I came across the following quote from Stanley Kubrick as the epigram to a recent article at Medium.com: “The most terrifying fact about the universe is not that it is hostile but that it is indifferent, but if we can come to terms with this indifference, then our existence as a species can have genuine meaning. However vast the darkness, we must supply our own light”¹. (Richard Dawkins, however, does seem to think that the universe is somewhat hostile, because he likes to add ‘pitiless’ before ‘indifference’.)
You frequently find statements like this in modern scientific and humanist literature, and their truth is considered by those who make them to be almost self-evident, beyond challenge. This is because an indifferent universe is the logical deduction from the belief that it is nothing but the interactions of unintelligent subatomic particles driven by unfeeling laws of nature.
The most obvious evidence that the universe is not indifferent to us humans is the occurrence of synchronistic events. (If anyone needs an explanation of this term, please see this excellent article by Harry J. Stead.) There are many books on this subject, so many that I won’t bother to list them. However, they overflow with examples of how the universe somehow conspires to help and guide people, assist them when they are in need. There is therefore a strong suggestion of invisible intelligence at work behind the scenes, by which I mean something beyond space-time. (This is why Carl Jung, who coined the term synchronicity, described such events as acausal.) Our sceptical scientific friends will tell us, of course, that such a suggestion is nonsense, that all this is merely chance at work, that the coincidences are random and unplanned, not meaningful.
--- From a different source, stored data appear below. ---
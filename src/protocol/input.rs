//! Per-frame input: what we send, and how the opponent's arrives.

use crate::common::messages::InputFrame;

/// Buttons held this frame, merged from every local device.
#[derive(Debug, Default, Clone, Copy, PartialEq, Eq)]
pub struct HeldInput {
    pub up: bool,
    pub down: bool,
    pub left: bool,
    pub right: bool,
    pub attack1: bool,
    pub attack2: bool,
}

impl HeldInput {
    /// Combine two devices (e.g. keyboard and touch): a button is held if
    /// either holds it.
    pub fn merge(self, other: HeldInput) -> HeldInput {
        HeldInput {
            up: self.up || other.up,
            down: self.down || other.down,
            left: self.left || other.left,
            right: self.right || other.right,
            attack1: self.attack1 || other.attack1,
            attack2: self.attack2 || other.attack2,
        }
    }
}

/// Turns held attack buttons into single-frame presses.
#[derive(Debug, Default)]
pub struct EdgeDetector {
    attack1_was_held: bool,
    attack2_was_held: bool,
}

impl EdgeDetector {
    /// The frame to transmit for this tick's held buttons.
    pub fn frame(&mut self, held: HeldInput) -> InputFrame {
        let frame = InputFrame {
            up: held.up,
            down: held.down,
            left: held.left,
            right: held.right,
            attack1_press: held.attack1 && !self.attack1_was_held,
            attack2_press: held.attack2 && !self.attack2_was_held,
        };
        self.attack1_was_held = held.attack1;
        self.attack2_was_held = held.attack2;
        frame
    }

    pub fn reset(&mut self) {
        *self = Self::default();
    }
}

/// An attack the remote player triggered.
#[derive(Debug, Clone, Copy, PartialEq, Eq)]
pub enum Attack {
    Primary,
    Secondary,
}

/// Local stand-in for the remote player.
///
/// Directions follow the newest frame received. Attack presses are latched
/// until the simulation takes them, so a press is acted on exactly once no
/// matter how frames and simulation ticks interleave.
#[derive(Debug, Default)]
pub struct RemotePuppet {
    latest: InputFrame,
    attack1_pending: bool,
    attack2_pending: bool,
    frames_received: u64,
}

impl RemotePuppet {
    pub fn apply(&mut self, frame: InputFrame) {
        self.latest = frame;
        self.attack1_pending |= frame.attack1_press;
        self.attack2_pending |= frame.attack2_press;
        self.frames_received += 1;
    }

    /// Directions currently held by the remote player.
    pub fn held(&self) -> HeldInput {
        HeldInput {
            up: self.latest.up,
            down: self.latest.down,
            left: self.latest.left,
            right: self.latest.right,
            attack1: false,
            attack2: false,
        }
    }

    /// Take the next latched attack; the primary attack wins a tie.
    pub fn take_attack(&mut self) -> Option<Attack> {
        if self.attack1_pending {
            self.attack1_pending = false;
            Some(Attack::Primary)
        } else if self.attack2_pending {
            self.attack2_pending = false;
            Some(Attack::Secondary)
        } else {
            None
        }
    }

    pub fn frames_received(&self) -> u64 {
        self.frames_received
    }

    pub fn reset(&mut self) {
        *self = Self::default();
    }
}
They will say that such things are bound to happen occasionally, even in a pitilessly indifferent universe.
A detailed explanation of how synchronistic events are achieved is an unfathomable mystery, at least to me, so I won’t linger on it. Briefly, however, I tend towards the philosophies of animism and panpsychism, so I believe that even what seems to be an inanimate object is in some sense alive. That still does not lead me to believe that so-called ‘inanimate’ matter, nor the scarab beetle in Carl Jung’s famous example, are aware of their role in synchronistic events. This leaves the more likely explanation that some organising power, a supernatural intelligence is responsible.
So, if I may take the liberty of correcting Stanley Kubrick, we humans do not have to supply our own light; the animated, intelligent universe is shining very brightly without any help from us. We only need to take notice of it.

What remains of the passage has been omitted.